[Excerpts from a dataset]
// Copyright (c) 2026 100monkeys.ai
// SPDX-License-Identifier: AGPL-3.0

//! Settings management commands
//!
//! Commands: show, validate, generate

use anyhow::{Context, Result};
use clap::Subcommand;
use colored::Colorize;
use std::path::PathBuf;

use alloydb_engine_core::domain::settings::{CONFIG_FILE_NAME, CONFIG_PATH_ENV};
use alloydb_engine_core::EngineSettings;

const MINIMAL_TEMPLATE: &str = include_str!("../../templates/config-minimal.yaml");
const EXAMPLES_TEMPLATE: &str = include_str!("../../templates/config-with-examples.yaml");

#[derive(Debug, Subcommand)]
pub enum ConfigCommand {
    /// Show effective settings (file, then environment overrides)
    Show {
        /// Show settings file paths checked
        #[arg(long)]
        paths: bool,
    },

    /// Validate settings file
    Validate {
        /// Path to settings file (default: discover)
        #[arg(value_name = "FILE")]
        file: Option<PathBuf>,
    },

    /// Generate sample settings file
    Generate {
        /// Output path
        #[arg(short, long, default_value = "./alloydb-engine.yaml")]
        output: PathBuf,

        /// Include examples and comments
        #[arg(long)]
        examples: bool,
    },
}

pub async fn handle_command(
    command: ConfigCommand,
    config_override: Option<PathBuf>,
) -> Result<()> {
    match command {
        ConfigCommand::Show { paths } => show(config_override, paths).await,
        ConfigCommand::Validate { file } => validate(file.or(config_override)).await,
        ConfigCommand::Generate { output, examples } => generate(output, examples).await,
    }
}

fn or_unset(value: Option<&str>) -> String {
    value.map(str::to_string).unwrap_or_else(|| "(not set)".dimmed().to_string())
}

async fn show(config_override: Option<PathBuf>, show_paths: bool) -> Result<()> {
    let settings = EngineSettings::load_or_default(config_override.clone())
        .context("Failed to load settings")?;

    if show_paths {
        println!("{}", "Settings discovery paths:".bold());
        println!(
            "  1. --config flag: {}",
            or_unset(config_override.as_ref().and_then(|p| p.to_str()))
        );
        println!(
            "  2. {}: {}",
            CONFIG_PATH_ENV,
            or_unset(std::env::var(CONFIG_PATH_ENV).ok().as_deref())
        );
        println!("  3. ./{}", CONFIG_FILE_NAME);
        println!("  4. ~/.alloydb-engine/config.yaml");
        println!("  5. /etc/alloydb-engine/config.yaml");
        println!();
    }

    println!("{}", "Instance:".bold());
    println!("  Project: {}", settings.instance.project_id);
    println!("  Region: {}", settings.instance.region);
    println!("  Cluster: {}", settings.instance.cluster);
    println!("  Instance: {}", settings.instance.instance);
    println!("  IP type: {}", settings.ip_type);
    println!();

    println!("{}", "Identity:".bold());
    println!("  Database: {}", settings.database);
    println!("  User: {}", or_unset(settings.user.as_deref()));
    println!(
        "  Password: {}",
        if settings.password.is_some() {
            "********".to_string()
        } else {
            or_unset(None)
        }
    );
    println!(
        "  IAM account email: {}",
        or_unset(settings.iam_account_email.as_deref())
    );
    println!();

    println!("{}", "Proxy:".bold());
    match &settings.proxy {
        Some(proxy) => {
            println!("  Public: {}", proxy.public_addr);
            println!("  Private: {}", or_unset(proxy.private_addr.as_deref()));
        }
        None => println!("  {}", "(not configured)".dimmed()),
    }
    println!();

    println!("{}", "Pool:".bold());
    println!("  Max size: {}", settings.pool.max_size);
    println!("  Wait timeout: {}s", settings.pool.wait_timeout_secs);
    println!("  Create timeout: {}s", settings.pool.create_timeout_secs);
    println!("  Recycle timeout: {}s", settings.pool.recycle_timeout_secs);
    println!();

    Ok(())
}

async fn validate(config_path: Option<PathBuf>) -> Result<()> {
    println!("Validating settings...");

    let settings = EngineSettings::load_or_default(config_path)
        .context("Failed to load settings")?;

    settings
        .validate()
        .context("Settings validation failed")?;

    println!("{}", "✓ Settings are valid".green());

    Ok(())
}

async fn generate(output: PathBuf, with_examples: bool) -> Result<()> {
    let sample = if with_examples {
        EXAMPLES_TEMPLATE
    } else {
        MINIMAL_TEMPLATE
    };

    std::fs::write(&output, sample)
        .with_context(|| format!("Failed to write settings to {:?}", output))?;

    println!(
        "{}",
        format!("✓ Settings generated: {}", output.display()).green()
    );

    Ok(())
}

Work instruction: All lines above with the word "green" need to be reported.

Task solution:
    println!("{}", "✓ Settings are valid".green());
        format!("✓ Settings generated: {}", output.display()).green()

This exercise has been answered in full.